Aims: To examine serum 25(OH)D as a predictor of total mortality and cardiovascular outcomes in an Australian community-based cohort.
Methods: Serum 25(OH)D was measured in the Busselton Health Study 1994/1995 Cohort (n=3946, age 25-84 years). During 20 years follow-up (excluding the first 2 years), 889 (22.5%) participants died including 363 (9.2%) from cardiovascular disease (CVD); 944 (23.9%) experienced a CVD event including 242 (6.1%) who had a heart failure event.

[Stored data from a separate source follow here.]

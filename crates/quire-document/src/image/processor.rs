// SPDX-License-Identifier: PMPL-1.0-or-later
// Copyright (c) 2026 Jonathan D.A. Jewell (hyperpolymath) <jonathan.jewell@open.ac.uk>
//
// Image processor — rotate rendered pages, measure their ink coverage, and
// encode them as PDF image payloads. Operates on in-memory images using the
// `image` and `flate2` crates.

use std::io::Write;

use flate2::Compression;
use flate2::write::ZlibEncoder;
use image::{DynamicImage, Rgb, RgbImage, RgbaImage};
use quire_core::error::{QuireError, Result};
use quire_core::types::{RasterFormat, Rotation};
use tracing::{debug, instrument};

/// JPEG quality used when a preset asks for JPEG without naming one.
const DEFAULT_JPEG_QUALITY: f32 = 0.85;

/// PDF stream filter an encoded payload must be declared with.
#[derive(Debug, Clone, Copy, PartialEq, Eq)]
pub enum ImageFilter {
    /// Baseline JPEG (`/DCTDecode`).
    Dct,
    /// zlib-compressed 8-bit RGB samples (`/FlateDecode`).
    Flate,
}

/// An image ready to be embedded as a PDF image XObject.
#[derive(Debug, Clone)]
pub struct EncodedImage {
    pub data: Vec<u8>,
    pub filter: ImageFilter,
    pub width: u32,
    pub height: u32,
}

/// Image processing pipeline operating on a single rendered page.
///
/// Transformations consume `self` and return a new processor so calls chain:
///
/// ```ignore
/// let encoded = ImageProcessor::from_rgba(bitmap)
///     .rotate(Rotation::Deg90)
///     .encode_for_pdf(RasterFormat::Jpeg, Some(0.7))?;
/// ```
pub struct ImageProcessor {
    /// The current working image.
    image: DynamicImage,
}

impl ImageProcessor {
    // -- Construction ---------------------------------------------------------

    /// Wrap an already-decoded `DynamicImage`.
    pub fn from_dynamic(image: DynamicImage) -> Self {
        Self { image }
    }

    pub fn from_rgba(image: RgbaImage) -> Self {
        Self {
            image: DynamicImage::ImageRgba8(image),
        }
    }

    // -- Accessors ------------------------------------------------------------

    /// Current image width in pixels.
    pub fn width(&self) -> u32 {
        self.image.width()
    }

    /// Current image height in pixels.
    pub fn height(&self) -> u32 {
        self.image.height()
    }

    /// Consume the processor and return the image as RGBA.
    pub fn into_rgba(self) -> RgbaImage {
        self.image.into_rgba8()
    }

    // -- Transformations ------------------------------------------------------

    /// Rotate clockwise by a quarter-turn multiple. Lossless.
    pub fn rotate(self, rotation: Rotation) -> Self {
        let image = match rotation {
            Rotation::Deg0 => self.image,
            Rotation::Deg90 => self.image.rotate90(),
            Rotation::Deg180 => self.image.rotate180(),
            Rotation::Deg270 => self.image.rotate270(),
        };
        Self { image }
    }

    // -- Analysis -------------------------------------------------------------

    /// Fraction of pixels carrying ink: not fully transparent, and with at
    /// least one channel darker than `near_white`.
    pub fn ink_coverage(&self, near_white: u8) -> f32 {
        let rgba = self.image.to_rgba8();
        let total = u64::from(rgba.width()) * u64::from(rgba.height());
        if total == 0 {
            return 0.0;
        }
        let inked = rgba
            .pixels()
            .filter(|pixel| {
                let [r, g, b, a] = pixel.0;
                a > 0 && (r < near_white || g < near_white || b < near_white)
            })
            .count() as u64;
        (inked as f64 / total as f64) as f32
    }

    // -- Output ---------------------------------------------------------------

    /// Encode for embedding in a PDF.
    ///
    /// Transparent regions are flattened onto white first; PDF image
    /// XObjects here carry no soft mask. `quality` is in `0.0..=1.0` and only
    /// affects JPEG.
    #[instrument(skip(self), fields(width = self.width(), height = self.height()))]
    pub fn encode_for_pdf(&self, format: RasterFormat, quality: Option<f32>) -> Result<EncodedImage> {
        let rgb = flatten_onto_white(&self.image.to_rgba8());
        let (width, height) = rgb.dimensions();

        let (data, filter) = match format {
            RasterFormat::Jpeg => {
                let quality = jpeg_quality(quality.unwrap_or(DEFAULT_JPEG_QUALITY));
                let mut buffer = Vec::new();
                let encoder =
                    image::codecs::jpeg::JpegEncoder::new_with_quality(&mut buffer, quality);
                rgb.write_with_encoder(encoder).map_err(|err| {
                    QuireError::Render(format!("JPEG encoding failed: {}", err))
                })?;
                (buffer, ImageFilter::Dct)
            }
            RasterFormat::Png => {
                let mut encoder = ZlibEncoder::new(Vec::new(), Compression::best());
                encoder
                    .write_all(rgb.as_raw())
                    .and_then(|()| encoder.flush())
                    .map_err(|err| QuireError::Render(format!("Flate encoding failed: {}", err)))?;
                let buffer = encoder
                    .finish()
                    .map_err(|err| QuireError::Render(format!("Flate encoding failed: {}", err)))?;
                (buffer, ImageFilter::Flate)
            }
        };

        debug!(bytes = data.len(), ?filter, "Image encoded");
        Ok(EncodedImage {
            data,
            filter,
            width,
            height,
        })
    }
}

/// Map a `0.0..=1.0` quality onto the JPEG encoder's `1..=100` scale.
fn jpeg_quality(quality: f32) -> u8 {
    (quality.clamp(0.0, 1.0) * 100.0).round().clamp(1.0, 100.0) as u8
}

fn flatten_onto_white(rgba: &RgbaImage) -> RgbImage {
    RgbImage::from_fn(rgba.width(), rgba.height(), |x, y| {
        let [r, g, b, a] = rgba.get_pixel(x, y).0;
        let alpha = u16::from(a);
        let blend = |channel: u8| -> u8 {
            ((u16::from(channel) * alpha + 255 * (255 - alpha) + 127) / 255) as u8
        };
        Rgb([blend(r), blend(g), blend(b)])
    })
}

#[cfg(test)]
mod tests {
    use super::*;
    use flate2::read::ZlibDecoder;
    use image::Rgba;
    use std::io::Read;

    fn white(width: u32, height: u32) -> RgbaImage {
        RgbaImage::from_pixel(width, height, Rgba([255, 255, 255, 255]))
    }

    #[test]
    fn blank_page_has_no_ink() {
        let processor = ImageProcessor::from_rgba(white(40, 52));
        assert_eq!(processor.ink_coverage(250), 0.0);
    }

    #[test]
    fn transparent_pixels_are_not_ink() {
        let image = RgbaImage::from_pixel(10, 10, Rgba([0, 0, 0, 0]));
        assert_eq!(ImageProcessor::from_rgba(image).ink_coverage(250), 0.0);
    }

    #[test]
    fn ink_coverage_counts_dark_pixels() {
        let mut image = white(10, 10);
        for x in 0..10 {
            image.put_pixel(x, 0, Rgba([0, 0, 0, 255]));
        }
        // Near-white but under the threshold in one channel.
        image.put_pixel(0, 1, Rgba([255, 249, 255, 255]));
        let coverage = ImageProcessor::from_rgba(image).ink_coverage(250);
        assert!((coverage - 0.11).abs() < 1e-6, "got {coverage}");
    }

    #[test]
    fn quarter_turn_swaps_dimensions() {
        let rotated = ImageProcessor::from_rgba(white(30, 10)).rotate(Rotation::Deg90);
        assert_eq!((rotated.width(), rotated.height()), (10, 30));
        let upright = rotated.rotate(Rotation::Deg180);
        assert_eq!((upright.width(), upright.height()), (10, 30));
    }

    #[test]
    fn png_payload_is_raw_rgb_under_zlib() {
        let encoded = ImageProcessor::from_rgba(white(4, 3))
            .encode_for_pdf(RasterFormat::Png, None)
            .expect("encode");
        assert_eq!(encoded.filter, ImageFilter::Flate);

        let mut raw = Vec::new();
        ZlibDecoder::new(encoded.data.as_slice())
            .read_to_end(&mut raw)
            .expect("inflate");
        assert_eq!(raw.len(), 4 * 3 * 3);
        assert!(raw.iter().all(|&byte| byte == 255));
    }

    #[test]
    fn jpeg_quality_changes_payload_size() {
        let mut image = white(64, 64);
        for (x, y, pixel) in image.enumerate_pixels_mut() {
            *pixel = Rgba([(x * 4) as u8, (y * 4) as u8, ((x + y) * 2) as u8, 255]);
        }
        let processor = ImageProcessor::from_rgba(image);
        let high = processor.encode_for_pdf(RasterFormat::Jpeg, Some(0.95)).expect("high");
        let low = processor.encode_for_pdf(RasterFormat::Jpeg, Some(0.3)).expect("low");
        assert_eq!(high.filter, ImageFilter::Dct);
        assert!(low.data.len() < high.data.len());
    }

    #[test]
    fn transparency_flattens_to_white() {
        let flattened = flatten_onto_white(&RgbaImage::from_pixel(1, 1, Rgba([0, 0, 0, 0])));
        assert_eq!(flattened.get_pixel(0, 0).0, [255, 255, 255]);
    }

    #[test]
    fn quality_maps_onto_encoder_scale() {
        assert_eq!(jpeg_quality(0.7), 70);
        assert_eq!(jpeg_quality(0.0), 1);
        assert_eq!(jpeg_quality(2.0), 100);
    }
}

Results: The mean serum 25(OH)D concentration was 60.6 (SD 18.0) nmol/L. In the full cohort, higher baseline serum 25(OH)D was associated with significantly reduced all-cause mortality (covariate-adjusted hazard ratio [HR] 0.83 per SD of 25(OH)D, 95% CI 0.77-0.90), CVD death (HR 0.85, 95% CI 0.74-0.96) and heart failure (HR 0.81, 95% CI 0.69-0.94), but not for CVD events combined (HR 0.99, 95% CI 0.92-1.07). In restricted cubic spline regression models, serum 25(OH)D below 65 nmol/L was associated with higher total mortality and 25(OH)D below 55 nmol/L with CVD mortality and heart failure; there were no additional benefits for 25OHD above 80 nmol/L. In participants without CVD at baseline (n = 3220) results were similar, but hazard ratios were attenuated and associations with CVD mortality no longer significant.
Conclusion In a community-based cohort, lower vitamin D is associated with increased risk of all-cause mortality, CVD death and heart failure.